Fulfilling a promise we made three years ago, Congress has approved long-sought reform of the primary federal law governing special education. Passage of legislation renewing the Individuals with Disability Education Act (IDEA) will strengthen and improve education for six and a half million special education students and their families.
I've been in Congress nearly four years and during that time, I've heard as much from local school officials about the need for IDEA reform as I have about any other subject. We set out with one fundamental goal in mind, and that was to improve the educational results for students with disabilities. We accomplished that goal through this legislation, which gained overwhelming, bipartisan approval.
The final bill is closely aligned with the recommendations of President Bush's Commission on Excellence in Special Education. It includes important provisions to give parents more choices and greater control when it comes to their child's education. We increased the focus on academic results and more closely aligned special education with the No Child Left Behind Act education reform law. The No Child Left Behind Act was the most sweeping Federal education reform in decades for students with disabilities. For the first time we ensured that states would include children with disabilities in their accountability systems. We made it clear that all children, including those with disabilities, deserve a high-quality education.

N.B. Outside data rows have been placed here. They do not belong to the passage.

#[cfg(test)]
mod tests {
    use super::*;
    use serde_json::json;

    fn dump() -> Value {
        json!({
            "file_path": "Budget Book.xlsx",
            "extraction_timestamp": "2024-05-01T10:00:00.000000",
            "workbook": {
                "sheet_count": 2,
                "sheets": [
                    {
                        "sheet": {"name": "Q1/Q2:Report", "used_range": "A1:B2"},
                        "cells": [
                            {"address": "A1", "row": 1, "column": 1, "column_letter": "A",
                             "value": "Qty", "formula": null,
                             "format": {"font_name": "Arial", "font_bold": true, "merged": false}},
                            {"address": "A2", "row": 2, "column": 1, "column_letter": "A",
                             "value": null, "formula": "=SUM(B1:B2)",
                             "format": {"font_size": 11.5, "merged": true, "merge_area": "A2:B2"}},
                            {"address": "B1", "row": 1, "column": 2, "column_letter": "B",
                             "value": "Red", "formula": null,
                             "data_validation": {"type": 3, "type_name": "xlValidateList",
                                                 "formula1": "=Colors", "list_items": ["Red", "Blue", 7]}},
                            {"address": "B2", "row": 2, "column": 2, "column_letter": "B",
                             "value": 5, "formula": "",
                             "data_validation": {"type": 1, "type_name": "xlValidateWholeNumber",
                                                 "formula1": "0", "formula2": "10"}}
                        ],
                        "tables": []
                    },
                    {"sheet": {"name": "Broken", "error": "unreadable"}, "cells": [], "tables": []}
                ],
                "names": []
            }
        })
    }

    #[test]
    fn test_sanitize_filename() {
        assert_eq!(sanitize_filename("Q1/Q2:Report"), "Q1_Q2_Report");
        assert_eq!(sanitize_filename("  Sales   2024 "), "Sales_2024");
        assert_eq!(sanitize_filename("a*b?c\"d<e>f|g\\h"), "a_b_c_d_e_f_g_h");
        assert_eq!(sanitize_filename("   "), "sheet");
        assert_eq!(sanitize_filename(&"é".repeat(200)).chars().count(), 120);
    }

    #[test]
    fn test_detect_structure() {
        assert_eq!(detect_structure(&dump()), DumpKind::Workbook);
        assert_eq!(
            detect_structure(&json!({"sheet": {"name": "S"}, "cells": []})),
            DumpKind::Sheet
        );
        assert_eq!(detect_structure(&json!({"formulas": []})), DumpKind::Unknown);
        assert_eq!(detect_structure(&json!({"workbook": []})), DumpKind::Unknown);
    }

    #[test]
    fn test_csv_field_flattening() {
        let cell = &dump()["workbook"]["sheets"][0]["cells"][2];
        assert_eq!(csv_field(lookup(cell, "data_validation.list_items")), "Red, Blue, 7");
        assert_eq!(csv_field(lookup(cell, "format.font_name")), "");
        assert_eq!(csv_field(lookup(cell, "formula")), "");
        assert_eq!(csv_field(Some(&json!(true))), "true");
        assert_eq!(csv_field(Some(&json!(11.5))), "11.5");
    }

    #[test]
    fn test_stats_counts() {
        let document = dump();
        let stats = SheetStats::of(&document["workbook"]["sheets"][0]);
        assert_eq!(
            stats,
            SheetStats {
                cells: 4,
                formulas: 1,
                validations: 2,
                dropdowns: 1
            }
        );
    }

    #[test]
    fn test_convert_document_layout() {
        let dir = tempfile::tempdir().unwrap();
        let summary = convert_document(&dump(), "Budget Book_full_details.json", dir.path(), true).unwrap();

        let root = dir.path().join("Budget_Book_full_details");
        assert_eq!(summary.out_root, root);
        let sheet_dir = root.join("Q1_Q2_Report");
        for file in [
            "Q1_Q2_Report-cells.csv",
            "Q1_Q2_Report-formulas.csv",
            "Q1_Q2_Report-validations.csv",
            "Q1_Q2_Report.json",
        ] {
            assert!(sheet_dir.join(file).is_file(), "missing {file}");
        }

        let cells_csv = fs::read_to_string(sheet_dir.join("Q1_Q2_Report-cells.csv")).unwrap();
        let mut lines = cells_csv.lines();
        assert_eq!(lines.next().unwrap(), CSV_COLUMNS.join(","));
        assert_eq!(lines.count(), 4);

        let formulas = fs::read_to_string(sheet_dir.join("Q1_Q2_Report-formulas.csv")).unwrap();
        assert_eq!(formulas.lines().count(), 2);
        assert!(formulas.contains("=SUM(B1:B2)"));
        assert!(formulas.contains(",true,A2:B2"));

        let validations =
            fs::read_to_string(sheet_dir.join("Q1_Q2_Report-validations.csv")).unwrap();
        assert!(validations.contains("\"Red, Blue, 7\""));

        // Degraded sheet still gets its files
        assert!(root.join("Broken").join("Broken-cells.csv").is_file());

        let ndjson = fs::read_to_string(summary.ndjson_path.unwrap()).unwrap();
        let first: Value = serde_json::from_str(ndjson.lines().next().unwrap()).unwrap();
        assert_eq!(first.as_object().unwrap().keys().next().unwrap(), "sheet");
        assert_eq!(first["sheet"], "Q1/Q2:Report");
        assert_eq!(ndjson.lines().count(), 4);

        let index = fs::read_to_string(&summary.index_path).unwrap();
        assert!(index.starts_with("# Excel Extraction Index"));
        assert!(index.contains("- **source_file**: `Budget Book_full_details.json`"));
        assert!(index.contains(
            "| Q1/Q2:Report | 4 | 1 | 2 | 1 | [Q1_Q2_Report-cells.csv](Q1_Q2_Report/Q1_Q2_Report-cells.csv)"
        ));
        assert!(index.contains("| Broken | 0 | 0 | 0 | 0 |"));
    }

    #[test]
    fn test_conversion_is_repeatable() {
        let dir = tempfile::tempdir().unwrap();
        let first = convert_document(&dump(), "book.json", dir.path(), false).unwrap();
        let path = first.out_root.join(&first.sheets[0].cells_csv);
        let before = fs::read(&path).unwrap();
        let second = convert_document(&dump(), "book.json", dir.path(), false).unwrap();
        assert_eq!(fs::read(&path).unwrap(), before);
        assert!(second.ndjson_path.is_none());
    }

    #[test]
    fn test_single_sheet_dump() {
        let dir = tempfile::tempdir().unwrap();
        let sheet = dump()["workbook"]["sheets"][0].clone();
        let summary = convert_document(&sheet, "one.json", dir.path(), false).unwrap();
        assert_eq!(summary.sheets.len(), 1);
    }

    #[test]
    fn test_unknown_structure_has_no_sheets() {
        let dir = tempfile::tempdir().unwrap();
        let err = convert_document(&json!({"formulas": []}), "x.json", dir.path(), false).unwrap_err();
        assert!(matches!(
            err.downcast_ref::<ExtractError>(),
            Some(ExtractError::NoSheets(_))
        ));
    }

    #[test]
    fn test_convert_file_reads_json() {
        let dir = tempfile::tempdir().unwrap();
        let input = dir.path().join("dump.json");
        fs::write(&input, serde_json::to_string(&dump()).unwrap()).unwrap();
        let summary = convert_file(&input, &dir.path().join("out"), false).unwrap();
        assert!(summary.index_path.ends_with("dump/INDEX.md"));

        assert!(convert_file(&dir.path().join("missing.json"), dir.path(), false).is_err());
    }
}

Our new legislation makes sure the rules written under IDEA help special education teachers, parents, and students get the most out of that system instead of making it harder for them. To support teachers and schools, we included steps to reduce the crushing paperwork burden that is keeping teachers out of the classroom and in many cases driving teachers out of the profession altogether. We also restore common sense to school discipline to keep schools safe for all students and to hold students accountable for their actions. Students will have the same punishment for the same infraction unless the disciplinary problem is the direct result of a child's disability.

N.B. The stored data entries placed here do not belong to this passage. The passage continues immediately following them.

use chrono::{Datelike, Local};

use super::RequestTarget;

pub fn current_year() -> i32 {
    Local::now().year()
}

/// One target per completed season in `[min_year, current_year)`. The season in
/// progress is never requested; an empty range is not an error.
pub fn request_targets(base_url: &str, tail_url: &str, min_year: i32, current_year: i32) -> Vec<RequestTarget> {
    (min_year..current_year)
        .map(|year| RequestTarget {
            year,
            url: format!("{base_url}/{year}/{tail_url}", base_url=base_url, year=year, tail_url=tail_url),
        })
        .collect()
}

#[test]
fn test_request_targets_shape() {
    let targets = request_targets("http://ergast.com/api/f1", "drivers", 2019, 2022);

    assert_eq!(targets.len(), 3);
    assert_eq!(targets[0], RequestTarget { year: 2019, url: "http://ergast.com/api/f1/2019/drivers".to_owned() });
    assert_eq!(targets[2].url, "http://ergast.com/api/f1/2021/drivers");
    assert!(targets.windows(2).all(|w| w[0].year < w[1].year));
}

#[test]
fn test_request_targets_count() {
    for min_year in 1950..2022 {
        let targets = request_targets("b", "t", min_year, 2022);
        assert_eq!(targets.len() as i32, 2022 - min_year);
        for target in &targets {
            assert_eq!(target.url, format!("b/{}/t", target.year));
        }
    }
}

#[test]
fn test_request_targets_empty_range() {
    assert!(request_targets("b", "t", 2022, 2022).is_empty());
    assert!(request_targets("b", "t", 2030, 2022).is_empty());
}

#[test]
fn test_current_year_is_plausible() {
    assert!(current_year() >= 2024);
}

We also give states and schools the clarity they have been seeking on what it means to be a "highly qualified" special education teacher. In No Child Left Behind we said that every child shall learn from a highly qualified teacher and children in special education are no exception. We added flexibility, though, for states and teachers to meet the "highly qualified" definition for special ed teachers, but we did not do anything to slow down the progress states are making in reaching that goal.
We are going to cut down on costly and unnecessary litigation in special education, and we are going to hold attorneys liable for frivolous lawsuits. That is important because we need to restore a sense of trust between parents and schools. We want to encourage cooperation to do what is best for students and to so, we need to cut down on damaging lawsuits.
And as important as anything else, our bill puts the Federal government on a 6-year glide path to reaching our original goal of funding up to 40 percent of the excess cost of educating students with special needs. And as we get closer to that goal, we are also going to give local communities more control over how they spend their own local dollars.